The decoded inscriptions on the stele state someone made them in the name of the Persian King Darius I who lived from 550-486 B.C. The stele has an inscription in the ancient Persian language. The approximate assessment dates the find to the first half of the 5th century B.C. The text contains a word unregistered before and roughly interpreted as the place named Miletus, one of the biggest cities in Ionia, a region known as Asia Minor now. Miletus stood at the head of the so-called Ionian uprising of Greek city states against Darius I. It was suppressed in 494 B.C. Archaeologists believe the king put up a marble stele in the city after his victory over the Greeks. The monument had a text on it, reporting on the king’s triumph. Later on, a fragment of the overturned and broken stele got to Phanagoria – quite possibly, as ballast on a ship that called into the Phanagoria port, since there is no natural stone of the kind on the Taman peninsula. At present, the stele is undergoing scrutiny at the restoration laboratory of the Phanagoria Research and Cultural Center.
Darius I, a Persian ruler from the Achaemenian dynasty considerably expanded the territory of his country with the aid of wars against the Getae, Thrace, Lemnos, Imbros, and Macedonia. He was buried in the mausoleum built on the cliffs at Naqsh-e Rustam near Persepolis on his order and decorated with sculptures.

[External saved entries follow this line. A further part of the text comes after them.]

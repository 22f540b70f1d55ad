// Redis key-value store client

use redis::AsyncCommands;
use std::time::Duration;
use thiserror::Error;

use crate::config::ApiConfig;

/// Error types for key-value store operations
#[derive(Debug, Error)]
pub enum CacheError {
    #[error("Redis connection error: {0}")]
    ConnectionError(String),

    #[error("Redis command error: {0}")]
    CommandError(String),

    #[error("Redis did not respond within {0:?}")]
    Timeout(Duration),
}

/// Process-wide handle to the Redis server. Cloning shares the client.
#[derive(Clone)]
pub struct RedisStore {
    client: redis::Client,
    timeout: Duration,
}

impl RedisStore {
    /// Builds the client; no connection is made until the first command
    pub fn new(config: &ApiConfig) -> Result<Self, CacheError> {
        let client = redis::Client::open(config.redis_url.as_str())
            .map_err(|e| CacheError::ConnectionError(e.to_string()))?;

        Ok(Self {
            client,
            timeout: config.redis_timeout,
        })
    }

    /// Writes `value` under `key` and reads it back
    pub async fn write_and_read(&self, key: &str, value: &str) -> Result<String, CacheError> {
        tokio::time::timeout(self.timeout, self.round_trip(key, value))
            .await
            .map_err(|_| CacheError::Timeout(self.timeout))?
    }

    async fn round_trip(&self, key: &str, value: &str) -> Result<String, CacheError> {
        let mut conn = self
            .client
            .get_multiplexed_async_connection()
            .await
            .map_err(|e| CacheError::ConnectionError(e.to_string()))?;

        conn.set::<_, _, ()>(key, value)
            .await
            .map_err(|e| CacheError::CommandError(e.to_string()))?;

        let stored: Option<String> = conn
            .get(key)
            .await
            .map_err(|e| CacheError::CommandError(e.to_string()))?;

        stored.ok_or_else(|| CacheError::CommandError(format!("key '{}' missing after write", key)))
    }
}

#[cfg(test)]
mod tests {
    use super::*;

    fn config_with(url: &str) -> ApiConfig {
        let mut config = ApiConfig::from_lookup(|_| None);
        config.redis_url = url.to_string();
        config.redis_timeout = Duration::from_secs(2);
        config
    }

    #[test]
    fn test_rejects_malformed_url() {
        assert!(matches!(
            RedisStore::new(&config_with("definitely not a url")),
            Err(CacheError::ConnectionError(_))
        ));
    }

    #[tokio::test]
    async fn test_unreachable_server_reports_error() {
        // Nothing listens on port 1
        let store = RedisStore::new(&config_with("redis://127.0.0.1:1/0")).unwrap();
        let err = store.write_and_read("test", "value").await.unwrap_err();
        assert!(!err.to_string().is_empty());
    }
}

Apart from the stele, the archeologists have found in the acropolis the remainders of ancient fortress walls, which in itself is an important even in classical archeology. Vladimir Kuznetsov, who holds a Doctorate of Historical Sciences and the head of the Phanagorian expedition explains: “The inscription on the stele made in the name of King Darius I is evidently devoted to the crushing of the Ionian revolt. The discovery places Phanagoria in the context of one of the most important events of ancient history, which had far-reaching consequences for the Greeks as well as the Persians, and makes is possible to trace the connections of this colony with other parts of the Greek world and analyze its significance in advancing Hellenistic civilization on the Black Sea coast”
Volnoe Delo Foundation, one of Russia’s biggest privately-held charity funds run by a businessman and industrialist Oleg Deripaska, has supported research activities in the 2550-year-old city of Phanagoria since 2004. The Foundation has allocated over $10 million to Phanagoria fieldwork over the past 12 years. Now Phanagoria is one of the best equipped archeological expeditions in Russia with its own scientific and cultural center, up-to-date equipment for above-ground and underwater excavation and diverse team of specialists involved in the fieldwork.
Among the recent discoveries made at Phanagoria are remains of a palace of Mithradates VI dated the 1st century B.C., an ancient naval ram used by the army of Mithradates VI, a tomb with a stepped ceiling, an oldest temple unearthed on the Russian territory dating back to the 5th century B.C. and number of submerged objects e.g. ancient city’s streets covered with sand, Phanagoria’s port structures, ship debris. Excavation works cover several areas that include the 2,500-square-metre acropolis at the centre of the ancient city, the eastern necropolis, an ancient cemetery that served as a burial place from the very founding of the city, and a submerged part of the city. What makes the expedition unique is the mix of diversified specialists working together. Apart from archeologists and historians, there are anthropologists, soil scientists, paleozoologists, numismatists and other researchers. A complex approach to the study of Phanagoria’s cultural relics helps to restore the residents’ way of living, religious beliefs, economic cooperation, as well as their roles in military conflicts.